(Task prompt): What is needed here is an exact copy of every entry.

Start of Block

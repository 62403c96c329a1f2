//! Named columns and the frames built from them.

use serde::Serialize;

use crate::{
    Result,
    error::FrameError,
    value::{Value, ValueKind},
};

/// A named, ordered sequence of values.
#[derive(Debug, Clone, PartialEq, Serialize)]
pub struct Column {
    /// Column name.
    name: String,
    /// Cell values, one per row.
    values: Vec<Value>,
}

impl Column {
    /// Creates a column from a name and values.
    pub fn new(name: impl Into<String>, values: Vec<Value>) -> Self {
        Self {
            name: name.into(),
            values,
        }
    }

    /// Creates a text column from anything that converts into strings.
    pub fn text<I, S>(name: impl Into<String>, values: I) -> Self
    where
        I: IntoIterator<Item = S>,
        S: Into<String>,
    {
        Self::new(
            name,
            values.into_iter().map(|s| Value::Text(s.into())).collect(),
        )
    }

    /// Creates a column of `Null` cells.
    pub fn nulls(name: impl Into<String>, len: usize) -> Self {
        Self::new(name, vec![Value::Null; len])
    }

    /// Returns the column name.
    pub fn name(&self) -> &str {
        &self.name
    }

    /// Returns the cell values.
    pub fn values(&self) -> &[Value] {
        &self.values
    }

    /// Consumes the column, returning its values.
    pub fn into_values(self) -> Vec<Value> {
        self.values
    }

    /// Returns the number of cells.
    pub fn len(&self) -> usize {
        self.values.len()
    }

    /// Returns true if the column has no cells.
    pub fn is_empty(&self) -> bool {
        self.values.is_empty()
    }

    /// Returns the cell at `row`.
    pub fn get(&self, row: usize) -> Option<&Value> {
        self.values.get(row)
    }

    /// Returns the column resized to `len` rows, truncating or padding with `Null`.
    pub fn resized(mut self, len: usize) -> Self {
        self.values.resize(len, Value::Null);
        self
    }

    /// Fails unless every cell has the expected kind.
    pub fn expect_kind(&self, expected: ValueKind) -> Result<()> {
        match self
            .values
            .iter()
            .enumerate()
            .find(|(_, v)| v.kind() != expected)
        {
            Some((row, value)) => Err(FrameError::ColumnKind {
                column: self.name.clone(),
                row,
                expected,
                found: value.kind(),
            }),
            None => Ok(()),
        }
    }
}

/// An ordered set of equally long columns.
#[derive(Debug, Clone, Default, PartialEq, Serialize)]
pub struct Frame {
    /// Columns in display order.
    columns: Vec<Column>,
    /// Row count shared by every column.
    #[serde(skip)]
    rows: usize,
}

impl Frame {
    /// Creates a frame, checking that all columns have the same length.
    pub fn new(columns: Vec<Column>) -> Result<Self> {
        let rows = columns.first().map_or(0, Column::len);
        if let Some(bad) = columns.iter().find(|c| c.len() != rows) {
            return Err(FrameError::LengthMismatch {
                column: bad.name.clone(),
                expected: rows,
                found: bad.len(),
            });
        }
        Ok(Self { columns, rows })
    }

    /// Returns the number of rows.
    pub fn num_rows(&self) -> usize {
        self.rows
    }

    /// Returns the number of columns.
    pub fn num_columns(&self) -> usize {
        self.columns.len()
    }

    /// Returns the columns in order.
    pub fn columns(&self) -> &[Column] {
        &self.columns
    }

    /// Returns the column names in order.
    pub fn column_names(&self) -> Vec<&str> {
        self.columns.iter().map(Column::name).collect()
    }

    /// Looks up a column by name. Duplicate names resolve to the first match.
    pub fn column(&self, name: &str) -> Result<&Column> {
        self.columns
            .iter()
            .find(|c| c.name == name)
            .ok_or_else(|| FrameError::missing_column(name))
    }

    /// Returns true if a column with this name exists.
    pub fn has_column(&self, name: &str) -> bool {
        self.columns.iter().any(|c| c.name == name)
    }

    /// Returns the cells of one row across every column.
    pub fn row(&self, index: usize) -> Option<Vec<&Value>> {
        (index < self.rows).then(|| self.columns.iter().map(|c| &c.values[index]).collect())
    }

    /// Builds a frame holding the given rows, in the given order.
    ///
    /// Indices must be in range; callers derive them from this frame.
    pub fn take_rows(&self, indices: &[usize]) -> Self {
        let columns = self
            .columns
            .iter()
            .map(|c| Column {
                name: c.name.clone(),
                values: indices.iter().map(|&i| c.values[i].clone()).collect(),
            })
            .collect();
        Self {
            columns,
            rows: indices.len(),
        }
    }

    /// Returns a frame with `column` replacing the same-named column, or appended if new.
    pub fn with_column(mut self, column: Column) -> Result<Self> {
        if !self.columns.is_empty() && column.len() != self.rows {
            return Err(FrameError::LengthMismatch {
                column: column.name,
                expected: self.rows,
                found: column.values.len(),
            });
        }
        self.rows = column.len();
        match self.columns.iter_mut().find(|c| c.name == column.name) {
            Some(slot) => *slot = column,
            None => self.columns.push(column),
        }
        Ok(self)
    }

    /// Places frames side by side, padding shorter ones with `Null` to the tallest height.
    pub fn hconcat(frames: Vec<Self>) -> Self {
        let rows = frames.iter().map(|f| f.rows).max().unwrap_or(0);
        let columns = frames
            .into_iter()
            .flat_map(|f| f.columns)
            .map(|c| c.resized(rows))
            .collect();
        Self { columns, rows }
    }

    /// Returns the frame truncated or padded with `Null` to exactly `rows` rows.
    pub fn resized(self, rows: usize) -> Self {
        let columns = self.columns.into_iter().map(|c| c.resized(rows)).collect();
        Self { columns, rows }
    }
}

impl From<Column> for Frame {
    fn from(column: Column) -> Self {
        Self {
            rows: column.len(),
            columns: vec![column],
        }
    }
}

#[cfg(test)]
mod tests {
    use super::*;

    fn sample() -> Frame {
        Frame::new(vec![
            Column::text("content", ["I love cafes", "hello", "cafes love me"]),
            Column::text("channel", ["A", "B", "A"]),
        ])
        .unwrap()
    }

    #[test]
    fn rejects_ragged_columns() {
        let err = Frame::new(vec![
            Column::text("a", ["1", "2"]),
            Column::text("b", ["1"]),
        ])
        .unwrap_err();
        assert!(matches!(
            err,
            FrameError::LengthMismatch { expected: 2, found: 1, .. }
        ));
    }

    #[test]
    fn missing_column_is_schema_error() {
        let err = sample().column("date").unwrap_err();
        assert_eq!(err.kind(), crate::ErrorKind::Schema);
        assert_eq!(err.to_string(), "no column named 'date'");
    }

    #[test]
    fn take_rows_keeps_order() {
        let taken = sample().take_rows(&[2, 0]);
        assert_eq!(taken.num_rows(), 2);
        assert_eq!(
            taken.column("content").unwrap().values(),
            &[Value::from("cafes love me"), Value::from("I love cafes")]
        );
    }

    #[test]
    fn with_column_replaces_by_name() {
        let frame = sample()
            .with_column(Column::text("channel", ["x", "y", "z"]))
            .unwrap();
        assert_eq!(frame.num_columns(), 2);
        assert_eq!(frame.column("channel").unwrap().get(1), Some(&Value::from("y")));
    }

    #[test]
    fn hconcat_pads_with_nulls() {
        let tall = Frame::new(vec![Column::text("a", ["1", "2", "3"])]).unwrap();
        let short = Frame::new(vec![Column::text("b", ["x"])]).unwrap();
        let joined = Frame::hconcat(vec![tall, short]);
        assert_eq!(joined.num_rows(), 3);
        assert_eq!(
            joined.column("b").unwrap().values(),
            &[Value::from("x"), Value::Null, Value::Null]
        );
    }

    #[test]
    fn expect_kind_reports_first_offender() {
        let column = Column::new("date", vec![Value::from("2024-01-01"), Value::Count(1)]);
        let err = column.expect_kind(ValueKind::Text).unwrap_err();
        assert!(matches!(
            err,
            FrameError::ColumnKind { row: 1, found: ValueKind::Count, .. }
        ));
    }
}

End of Block

(Result of this task):
repository 62403c96c329a1f2
//! Named columns and the frames built from them.

use serde::Serialize;

use crate::{
    Result,
    error::FrameError,
    value::{Value, ValueKind},
};

/// A named, ordered sequence of values.
#[derive(Debug, Clone, PartialEq, Serialize)]
pub struct Column {
    /// Column name.
    name: String,
    /// Cell values, one per row.
    values: Vec<Value>,
}

impl Column {
    /// Creates a column from a name and values.
    pub fn new(name: impl Into<String>, values: Vec<Value>) -> Self {
        Self {
            name: name.into(),
            values,
        }
    }

    /// Creates a text column from anything that converts into strings.
    pub fn text<I, S>(name: impl Into<String>, values: I) -> Self
    where
        I: IntoIterator<Item = S>,
        S: Into<String>,
    {
        Self::new(
            name,
            values.into_iter().map(|s| Value::Text(s.into())).collect(),
        )
    }

    /// Creates a column of `Null` cells.
    pub fn nulls(name: impl Into<String>, len: usize) -> Self {
        Self::new(name, vec![Value::Null; len])
    }

    /// Returns the column name.
    pub fn name(&self) -> &str {
        &self.name
    }

    /// Returns the cell values.
    pub fn values(&self) -> &[Value] {
        &self.values
    }

    /// Consumes the column, returning its values.
    pub fn into_values(self) -> Vec<Value> {
        self.values
    }

    /// Returns the number of cells.
    pub fn len(&self) -> usize {
        self.values.len()
    }

    /// Returns true if the column has no cells.
    pub fn is_empty(&self) -> bool {
        self.values.is_empty()
    }

    /// Returns the cell at `row`.
    pub fn get(&self, row: usize) -> Option<&Value> {
        self.values.get(row)
    }

    /// Returns the column resized to `len` rows, truncating or padding with `Null`.
    pub fn resized(mut self, len: usize) -> Self {
        self.values.resize(len, Value::Null);
        self
    }

    /// Fails unless every cell has the expected kind.
    pub fn expect_kind(&self, expected: ValueKind) -> Result<()> {
        match self
            .values
            .iter()
            .enumerate()
            .find(|(_, v)| v.kind() != expected)
        {
            Some((row, value)) => Err(FrameError::ColumnKind {
                column: self.name.clone(),
                row,
                expected,
                found: value.kind(),
            }),
            None => Ok(()),
        }
    }
}

/// An ordered set of equally long columns.
#[derive(Debug, Clone, Default, PartialEq, Serialize)]
pub struct Frame {
    /// Columns in display order.
    columns: Vec<Column>,
    /// Row count shared by every column.
    #[serde(skip)]
    rows: usize,
}

impl Frame {
    /// Creates a frame, checking that all columns have the same length.
    pub fn new(columns: Vec<Column>) -> Result<Self> {
        let rows = columns.first().map_or(0, Column::len);
        if let Some(bad) = columns.iter().find(|c| c.len() != rows) {
            return Err(FrameError::LengthMismatch {
                column: bad.name.clone(),
                expected: rows,
                found: bad.len(),
            });
        }
        Ok(Self { columns, rows })
    }

    /// Returns the number of rows.
    pub fn num_rows(&self) -> usize {
        self.rows
    }

    /// Returns the number of columns.
    pub fn num_columns(&self) -> usize {
        self.columns.len()
    }

    /// Returns the columns in order.
    pub fn columns(&self) -> &[Column] {
        &self.columns
    }

    /// Returns the column names in order.
    pub fn column_names(&self) -> Vec<&str> {
        self.columns.iter().map(Column::name).collect()
    }

    /// Looks up a column by name. Duplicate names resolve to the first match.
    pub fn column(&self, name: &str) -> Result<&Column> {
        self.columns
            .iter()
            .find(|c| c.name == name)
            .ok_or_else(|| FrameError::missing_column(name))
    }

    /// Returns true if a column with this name exists.
    pub fn has_column(&self, name: &str) -> bool {
        self.columns.iter().any(|c| c.name == name)
    }

    /// Returns the cells of one row across every column.
    pub fn row(&self, index: usize) -> Option<Vec<&Value>> {
        (index < self.rows).then(|| self.columns.iter().map(|c| &c.values[index]).collect())
    }

    /// Builds a frame holding the given rows, in the given order.
    ///
    /// Indices must be in range; callers derive them from this frame.
    pub fn take_rows(&self, indices: &[usize]) -> Self {
        let columns = self
            .columns
            .iter()
            .map(|c| Column {
                name: c.name.clone(),
                values: indices.iter().map(|&i| c.values[i].clone()).collect(),
            })
            .collect();
        Self {
            columns,
            rows: indices.len(),
        }
    }

    /// Returns a frame with `column` replacing the same-named column, or appended if new.
    pub fn with_column(mut self, column: Column) -> Result<Self> {
        if !self.columns.is_empty() && column.len() != self.rows {
            return Err(FrameError::LengthMismatch {
                column: column.name,
                expected: self.rows,
                found: column.values.len(),
            });
        }
        self.rows = column.len();
        match self.columns.iter_mut().find(|c| c.name == column.name) {
            Some(slot) => *slot = column,
            None => self.columns.push(column),
        }
        Ok(self)
    }

    /// Places frames side by side, padding shorter ones with `Null` to the tallest height.
    pub fn hconcat(frames: Vec<Self>) -> Self {
        let rows = frames.iter().map(|f| f.rows).max().unwrap_or(0);
        let columns = frames
            .into_iter()
            .flat_map(|f| f.columns)
            .map(|c| c.resized(rows))
            .collect();
        Self { columns, rows }
    }

    /// Returns the frame truncated or padded with `Null` to exactly `rows` rows.
    pub fn resized(self, rows: usize) -> Self {
        let columns = self.columns.into_iter().map(|c| c.resized(rows)).collect();
        Self { columns, rows }
    }
}

impl From<Column> for Frame {
    fn from(column: Column) -> Self {
        Self {
            rows: column.len(),
            columns: vec![column],
        }
    }
}

#[cfg(test)]
mod tests {
    use super::*;

    fn sample() -> Frame {
        Frame::new(vec![
            Column::text("content", ["I love cafes", "hello", "cafes love me"]),
            Column::text("channel", ["A", "B", "A"]),
        ])
        .unwrap()
    }

    #[test]
    fn rejects_ragged_columns() {
        let err = Frame::new(vec![
            Column::text("a", ["1", "2"]),
            Column::text("b", ["1"]),
        ])
        .unwrap_err();
        assert!(matches!(
            err,
            FrameError::LengthMismatch { expected: 2, found: 1, .. }
        ));
    }

    #[test]
    fn missing_column_is_schema_error() {
        let err = sample().column("date").unwrap_err();
        assert_eq!(err.kind(), crate::ErrorKind::Schema);
        assert_eq!(err.to_string(), "no column named 'date'");
    }

    #[test]
    fn take_rows_keeps_order() {
        let taken = sample().take_rows(&[2, 0]);
        assert_eq!(taken.num_rows(), 2);
        assert_eq!(
            taken.column("content").unwrap().values(),
            &[Value::from("cafes love me"), Value::from("I love cafes")]
        );
    }

    #[test]
    fn with_column_replaces_by_name() {
        let frame = sample()
            .with_column(Column::text("channel", ["x", "y", "z"]))
            .unwrap();
        assert_eq!(frame.num_columns(), 2);
        assert_eq!(frame.column("channel").unwrap().get(1), Some(&Value::from("y")));
    }

    #[test]
    fn hconcat_pads_with_nulls() {
        let tall = Frame::new(vec![Column::text("a", ["1", "2", "3"])]).unwrap();
        let short = Frame::new(vec![Column::text("b", ["x"])]).unwrap();
        let joined = Frame::hconcat(vec![tall, short]);
        assert_eq!(joined.num_rows(), 3);
        assert_eq!(
            joined.column("b").unwrap().values(),
            &[Value::from("x"), Value::Null, Value::Null]
        );
    }

    #[test]
    fn expect_kind_reports_first_offender() {
        let column = Column::new("date", vec![Value::from("2024-01-01"), Value::Count(1)]);
        let err = column.expect_kind(ValueKind::Text).unwrap_err();
        assert!(matches!(
            err,
            FrameError::ColumnKind { row: 1, found: ValueKind::Count, .. }
        ));
    }
}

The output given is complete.